3. The Namesake by Jhumpa Lahiri
This is a tale of self-identification. Here we meet Gogol, the namesake of Russian author Nikolai Gogol, a second generation in the Ganguli family as he attends Yale. Here, he tries to navigate the maze of self-discovery, while simultaneously breaking ties from his Bengali roots because he identifies as American. This is all while experiencing some quintessential aspects of college: parties, sex and alcohol, and some not-so-quintessential aspects, like death. It takes great effort to craft a unique identity amidst outer pressures dictating your path. That being said, I think we can all relate to Gogol and his struggle to figure out where he fits in.
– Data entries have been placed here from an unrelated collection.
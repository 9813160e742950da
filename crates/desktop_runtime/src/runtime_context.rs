//! Runtime provider and context wiring for the desktop shell.
//!
//! This module owns the long-lived reducer container, the runtime effect queue and the host
//! bundle. UI composition stays in [`crate::components`].

use leptos::*;

use crate::{
    config::DesktopConfig,
    effect_executor,
    host::DesktopHostContext,
    model::{DesktopState, InteractionState},
    reducer::{reduce_desktop, DesktopAction, RuntimeEffect},
};

#[derive(Clone, Copy)]
/// Leptos context for reading desktop runtime state and dispatching [`DesktopAction`] values.
pub struct DesktopRuntimeContext {
    /// Host bundle for executing runtime side effects and layout queries.
    pub host: StoredValue<DesktopHostContext>,
    /// Catalog, timings and layout loaded at startup.
    pub config: StoredValue<DesktopConfig>,
    /// Reactive desktop state signal.
    pub state: RwSignal<DesktopState>,
    /// Reactive pointer/drag/resize interaction state signal.
    pub interaction: RwSignal<InteractionState>,
    /// Queue of runtime effects emitted by the reducer and processed by the executor.
    pub effects: RwSignal<Vec<RuntimeEffect>>,
    /// Reducer dispatch callback.
    pub dispatch: Callback<DesktopAction>,
}

impl DesktopRuntimeContext {
    /// Dispatches a reducer action through the runtime context callback.
    pub fn dispatch_action(&self, action: DesktopAction) {
        self.dispatch.call(action);
    }
}

#[component]
/// Provides [`DesktopRuntimeContext`] to descendant components.
pub fn DesktopProvider(children: Children) -> impl IntoView {
    let desktop_config = DesktopConfig::load();
    let state = create_rw_signal(DesktopState::new(&desktop_config));
    let config = store_value(desktop_config);
    let host = store_value(DesktopHostContext);
    let interaction = create_rw_signal(InteractionState::default());
    let effects = create_rw_signal(Vec::<RuntimeEffect>::new());

    let dispatch = Callback::new(move |action: DesktopAction| {
        let mut desktop = state.get_untracked();
        let mut ui = interaction.get_untracked();
        let previous_desktop = desktop.clone();
        let previous_ui = ui.clone();

        let result =
            config.with_value(|config| reduce_desktop(config, &mut desktop, &mut ui, action));
        match result {
            Ok(new_effects) => {
                if desktop != previous_desktop {
                    state.set(desktop);
                }
                if ui != previous_ui {
                    interaction.set(ui);
                }
                if !new_effects.is_empty() {
                    let mut queue = effects.get_untracked();
                    queue.extend(new_effects);
                    effects.set(queue);
                }
            }
            Err(err) => logging::warn!("desktop reducer error: {err}"),
        }
    });

    let runtime = DesktopRuntimeContext {
        host,
        config,
        state,
        interaction,
        effects,
        dispatch,
    };

    provide_context(runtime);
    effect_executor::install(runtime);

    children().into_view()
}

/// Returns the current [`DesktopRuntimeContext`].
///
/// # Panics
///
/// Panics if called outside [`DesktopProvider`].
pub fn use_desktop_runtime() -> DesktopRuntimeContext {
    use_context::<DesktopRuntimeContext>().expect("DesktopRuntimeContext not provided")
}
4. The Brief Wondrous Life of Oscar Wao by Junot Díaz
Pulitzer Prize-winner and one of my favorite reads details the unfortunate life of a “fat ghetto nerd” named Oscar Wao, as told by his college roommate, Junior. It is a narration of Oscar’s identity struggles and an investigation as to how his past decisions led him astray. It features intense flashbacks, an age-old curse and assurance that despite how bad our college experience may be, it will never be as bad as Oscar’s.
5. A Portrait of the Artist as a Young Man by James Joyce
This follows the upbringing of Stephen Dedalus and his struggle as he fails to reconcile the religious themes and lessons of his childhood with the lifestyle he encounters while he is away at school. Frustrated, he gradually casts off all social, familial and religious constraints in an effort to devote his life to his craft: writing.
6. The Art of Fielding by Chad Harbach
This story follows four different characters and the all-American game of baseball at Westish College in Wisconsin, as a series of compounded and unfortunate events draw them close together while enacting the school’s best baseball season in history. This book features many twists and turns and a quite unexpected ending, similar to most things in life. It is essentially a fictional exposé on the camaraderie of college.
7. The Marriage Plot by Jeffrey Eugenides
This Pulitzer Prize-winner follows the life of Madeleine Hanna at Brown University as she attempts to navigate a love triangle between her manic-depressive boyfriend Leonard and a close friend who hopes to become “more than just friends.” All this takes place as she develops her senior thesis on the marriage plot in Victorian novels, which have coincidentally begun to mirror her life. Left at a loss, Madeline has to figure out where this leads her. This is a compelling read about what to do after everything you planned goes awry.
Whereever your college adventure takes you, let these books serve as a guide, a warning and a complement to your extraordinary journey.